Problem statement: Go through the entries below from the first line and transcribe each one exactly, ending with the line that contains "pub enum SyncUpdate".

· · · · · · ·

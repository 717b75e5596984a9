use futures_util::StreamExt;
use tokio::net::TcpStream;
use tokio::sync::mpsc;
use tokio_tungstenite::tungstenite::Message;
use tokio_tungstenite::{MaybeTlsStream, WebSocketStream};

use crate::client::WorkflowClient;
use crate::config::SyncConfig;
use crate::error::Result;
use crate::events::{parse_event, LogEntry, LogLevel};
use crate::session::{FetchOutcome, SessionPhase, SyncSession};
use crate::types::{EpisodeAck, ProgressAck, StepAck, StepId, WorkflowSnapshot};

type WsStream = WebSocketStream<MaybeTlsStream<TcpStream>>;

/// Change notifications emitted by a running synchronizer.
#[derive(Debug, Clone)]
pub enum SyncUpdate {
    /// A fresh snapshot was applied to the session cache.
    Snapshot(WorkflowSnapshot),
    /// An entry was appended to the session log.
    Log(LogEntry),
    /// The session moved to a new lifecycle phase.
    Phase(SessionPhase),
    /// A snapshot fetch failed; the last-known-good snapshot is retained
    /// and polling continues.
    FetchFailed(String),
}

enum ControlMsg {
    CommandCompleted {
        summary: String,
        step_id: Option<String>,
    },
    Stop,
}

/// Drives one project's workflow view: adaptive snapshot polling, the
/// WebSocket event feed, and refetch-after-command consistency.
///
/// Each [`Synchronizer::spawn`] call runs a single background task owning
/// a [`SyncSession`]; at most one snapshot fetch is in flight at any time,
/// and refetch triggers arriving mid-fetch coalesce into one rerun.
///
/// # Example
/// ```no_run
/// use workflow_sync::{StepId, SyncConfig, SyncUpdate, Synchronizer, WorkflowClient};
///
/// # async fn example() -> workflow_sync::Result<()> {
/// let client = WorkflowClient::new("http://127.0.0.1:8000/api/v2");
/// let sync = Synchronizer::new(client, SyncConfig::default());
///
/// let handle = sync.spawn("my-project", |update| {
///     if let SyncUpdate::Snapshot(snapshot) = update {
///         println!("overall progress: {:.0}%", snapshot.overall_progress);
///     }
/// });
///
/// handle.start_step(StepId::ScriptAnalysis).await?;
/// // ... later
/// handle.stop().await;
/// # Ok(())
/// # }
/// ```
pub struct Synchronizer {
    client: WorkflowClient,
    config: SyncConfig,
}

impl Synchronizer {
    pub fn new(client: WorkflowClient, config: SyncConfig) -> Self {
        Self { client, config }
    }

    /// Start synchronizing one project. The returned handle issues step
    /// commands and stops the session.
    pub fn spawn<F>(&self, project_id: impl Into<String>, on_update: F) -> SyncHandle
    where
        F: FnMut(SyncUpdate) + Send + 'static,
    {
        let project_id = project_id.into();
        let (tx, rx) = mpsc::unbounded_channel();
        let task = tokio::spawn(run_loop(
            self.client.clone(),
            self.config.clone(),
            project_id.clone(),
            rx,
            on_update,
        ));
        SyncHandle {
            client: self.client.clone(),
            project_id,
            tx,
            task,
        }
    }
}

/// Handle to a running synchronizer session.
///
/// Commands follow fire-and-refetch semantics: on success the session
/// appends an info-level log entry and schedules exactly one coalesced
/// snapshot refetch; on failure the error is returned to the caller and
/// no cached state changes. Client-side gating (e.g. not starting a
/// locked step) is advisory: the backend's rejection arrives as an
/// ordinary [`crate::SyncError::Http`] and must be handled either way.
pub struct SyncHandle {
    client: WorkflowClient,
    project_id: String,
    tx: mpsc::UnboundedSender<ControlMsg>,
    task: tokio::task::JoinHandle<()>,
}

impl SyncHandle {
    pub fn project_id(&self) -> &str {
        &self.project_id
    }

    /// Stop the session: the loop halts polling, closes the event stream,
    /// and discards any in-flight fetch.
    pub async fn stop(self) {
        let _ = self.tx.send(ControlMsg::Stop);
        let _ = self.task.await;
    }

    // A send failure means the loop has already torn down; the command
    // response is then ignored rather than applied to dead state.
    fn notify_command(&self, summary: String, step_id: Option<String>) {
        let _ = self.tx.send(ControlMsg::CommandCompleted { summary, step_id });
    }

    /// Start a workflow step.
    pub async fn start_step(&self, step: StepId) -> Result<StepAck> {
        let ack = self.client.start_step(&self.project_id, step).await?;
        self.notify_command(
            format!("Started {}", step.display_name()),
            Some(step.as_str().to_string()),
        );
        Ok(ack)
    }

    /// Stop a running workflow step.
    pub async fn stop_step(&self, step: StepId) -> Result<StepAck> {
        let ack = self.client.stop_step(&self.project_id, step).await?;
        self.notify_command(
            format!("Stopped {}", step.display_name()),
            Some(step.as_str().to_string()),
        );
        Ok(ack)
    }

    /// Cancel a step, recording the reason as its failure message.
    pub async fn cancel_step(&self, step: StepId, reason: &str) -> Result<StepAck> {
        let ack = self.client.fail_step(&self.project_id, step, reason).await?;
        self.notify_command(
            format!("Cancelled {}: {reason}", step.display_name()),
            Some(step.as_str().to_string()),
        );
        Ok(ack)
    }

    /// Mark a step completed.
    pub async fn complete_step(
        &self,
        step: StepId,
        quality_score: Option<u32>,
        result_path: Option<&str>,
    ) -> Result<StepAck> {
        let ack = self
            .client
            .complete_step(&self.project_id, step, quality_score, result_path)
            .await?;
        self.notify_command(
            format!("Marked {} completed", step.display_name()),
            Some(step.as_str().to_string()),
        );
        Ok(ack)
    }

    /// Report step progress on behalf of a worker.
    pub async fn update_progress(
        &self,
        step: StepId,
        progress: f64,
        current_task: Option<&str>,
    ) -> Result<ProgressAck> {
        let ack = self
            .client
            .update_progress(&self.project_id, step, progress, current_task)
            .await?;
        self.notify_command(
            format!("{} progress set to {progress:.0}%", step.display_name()),
            Some(step.as_str().to_string()),
        );
        Ok(ack)
    }

    /// Start processing a single episode within script analysis.
    pub async fn start_episode(&self, episode_id: &str) -> Result<EpisodeAck> {
        let ack = self.client.start_episode(&self.project_id, episode_id).await?;
        self.notify_command(
            format!("Started processing episode: {episode_id}"),
            Some(StepId::ScriptAnalysis.as_str().to_string()),
        );
        Ok(ack)
    }

    /// Stop processing a single episode within script analysis.
    pub async fn stop_episode(&self, episode_id: &str) -> Result<EpisodeAck> {
        let ack = self.client.stop_episode(&self.project_id, episode_id).await?;
        self.notify_command(
            format!("Stopped episode: {episode_id}"),
            Some(StepId::ScriptAnalysis.as_str().to_string()),
        );
        Ok(ack)
    }
}

/// Yield the next frame from the event stream, or park forever when no
/// stream is connected (polling remains the only source then).
async fn next_frame(
    ws: &mut Option<WsStream>,
) -> Option<std::result::Result<Message, tokio_tungstenite::tungstenite::Error>> {
    match ws {
        Some(stream) => stream.next().await,
        None => std::future::pending().await,
    }
}

async fn run_loop<F>(
    client: WorkflowClient,
    config: SyncConfig,
    project_id: String,
    mut rx: mpsc::UnboundedReceiver<ControlMsg>,
    mut on_update: F,
) where
    F: FnMut(SyncUpdate) + Send + 'static,
{
    let mut session = SyncSession::new(&project_id);
    session.start();
    on_update(SyncUpdate::Phase(session.phase()));

    // One event-stream connection per project. Connect failure degrades
    // to poll-only; no auto-reconnect.
    let mut ws: Option<WsStream> = if config.connect_events {
        match tokio_tungstenite::connect_async(client.ws_url(&project_id)).await {
            Ok((stream, _)) => {
                let entry =
                    session.push_log(LogLevel::Info, "Connected to workflow server", None);
                on_update(SyncUpdate::Log(entry));
                Some(stream)
            }
            Err(e) => {
                eprintln!("[workflow-sync] WebSocket connect failed: {e}, continuing poll-only");
                let entry =
                    session.push_log(LogLevel::Error, "Workflow event stream error", None);
                on_update(SyncUpdate::Log(entry));
                None
            }
        }
    } else {
        None
    };

    // The first snapshot is due immediately.
    session.request_refetch();

    loop {
        // Serve any due fetch before sleeping. Triggers set while the
        // fetch was awaited run on the next pass of this loop, so bursts
        // collapse into sequential fetches, never concurrent ones.
        while session.take_refetch_request() {
            let Some(ticket) = session.begin_fetch() else {
                break;
            };
            let phase_before = session.phase();
            let result = client.fetch_snapshot(&project_id).await;
            match session.complete_fetch(ticket, result) {
                FetchOutcome::Applied => {
                    if let Some(snapshot) = session.snapshot() {
                        on_update(SyncUpdate::Snapshot(snapshot.clone()));
                    }
                }
                FetchOutcome::Failed(message) => on_update(SyncUpdate::FetchFailed(message)),
                FetchOutcome::Discarded => {}
            }
            if session.phase() != phase_before {
                on_update(SyncUpdate::Phase(session.phase()));
            }
        }

        tokio::select! {
            _ = tokio::time::sleep(session.poll_delay(&config)) => {
                session.request_refetch();
            }
            msg = rx.recv() => match msg {
                Some(ControlMsg::CommandCompleted { summary, step_id }) => {
                    let entry = session.command_completed(summary, step_id);
                    on_update(SyncUpdate::Log(entry));
                }
                // Channel closed counts as stop: the handle is gone
                Some(ControlMsg::Stop) | None => break,
            },
            frame = next_frame(&mut ws) => match frame {
                Some(Ok(msg)) if msg.is_text() => {
                    let text = msg.into_text().unwrap_or_default();
                    match parse_event(&text) {
                        Ok(event) => {
                            let entry = session.apply_event(&event);
                            on_update(SyncUpdate::Log(entry));
                        }
                        Err(e) => {
                            eprintln!("[workflow-sync] Dropping malformed event frame: {e}");
                        }
                    }
                }
                // Binary/ping/pong frames carry no workflow events
                Some(Ok(_)) => {}
                Some(Err(e)) => {
                    eprintln!("[workflow-sync] WebSocket error: {e}");
                    let entry =
                        session.push_log(LogLevel::Error, "Workflow event stream error", None);
                    on_update(SyncUpdate::Log(entry));
                }
                None => {
                    let entry = session.push_log(
                        LogLevel::Warning,
                        "Disconnected from workflow server",
                        None,
                    );
                    on_update(SyncUpdate::Log(entry));
                    ws = None;
                }
            },
        }
    }

    session.begin_teardown();
    on_update(SyncUpdate::Phase(session.phase()));
    if let Some(mut stream) = ws.take() {
        let _ = stream.close(None).await;
    }
}

#[cfg(test)]
mod tests {
    use super::*;

    #[test]
    fn test_synchronizer_construction() {
        let client = WorkflowClient::new("http://localhost:8000/api/v2");
        let sync = Synchronizer::new(client, SyncConfig::default());
        assert!(sync.config.connect_events);
    }

    #[tokio::test]
    async fn test_spawn_and_stop_without_backend() {
        // Poll-only against a dead endpoint: the loop must keep running
        // on fetch failures and stop cleanly on request.
        let client = WorkflowClient::new("http://127.0.0.1:1/api/v2");
        let config = SyncConfig::builder().without_events().build();
        let sync = Synchronizer::new(client, config);

        let (seen_tx, mut seen_rx) = mpsc::unbounded_channel();
        let handle = sync.spawn("p1", move |update| {
            let _ = seen_tx.send(update);
        });

        // First update is always the Connecting phase
        let first = seen_rx.recv().await;
        assert!(matches!(first, Some(SyncUpdate::Phase(SessionPhase::Connecting))));

        handle.stop().await;

        // The loop reported teardown before exiting
        let mut saw_teardown = false;
        while let Ok(update) = seen_rx.try_recv() {
            if matches!(update, SyncUpdate::Phase(SessionPhase::TearingDown)) {
                saw_teardown = true;
            }
        }
        assert!(saw_teardown);
    }

    #[tokio::test]
    async fn test_commands_after_stop_are_ignored() {
        let client = WorkflowClient::new("http://127.0.0.1:1/api/v2");
        let config = SyncConfig::builder().without_events().build();
        let sync = Synchronizer::new(client, config);

        let handle = sync.spawn("p1", |_| {});
        let tx = handle.tx.clone();
        handle.stop().await;

        // The loop is gone; a late command notification goes nowhere
        assert!(tx
            .send(ControlMsg::CommandCompleted {
                summary: "late".into(),
                step_id: None,
            })
            .is_err());
    }
}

· · · · · · ·

The answer:
repository 717b75e5596984a9
use futures_util::StreamExt;
use tokio::net::TcpStream;
use tokio::sync::mpsc;
use tokio_tungstenite::tungstenite::Message;
use tokio_tungstenite::{MaybeTlsStream, WebSocketStream};

use crate::client::WorkflowClient;
use crate::config::SyncConfig;
use crate::error::Result;
use crate::events::{parse_event, LogEntry, LogLevel};
use crate::session::{FetchOutcome, SessionPhase, SyncSession};
use crate::types::{EpisodeAck, ProgressAck, StepAck, StepId, WorkflowSnapshot};

type WsStream = WebSocketStream<MaybeTlsStream<TcpStream>>;

/// Change notifications emitted by a running synchronizer.
#[derive(Debug, Clone)]
pub enum SyncUpdate {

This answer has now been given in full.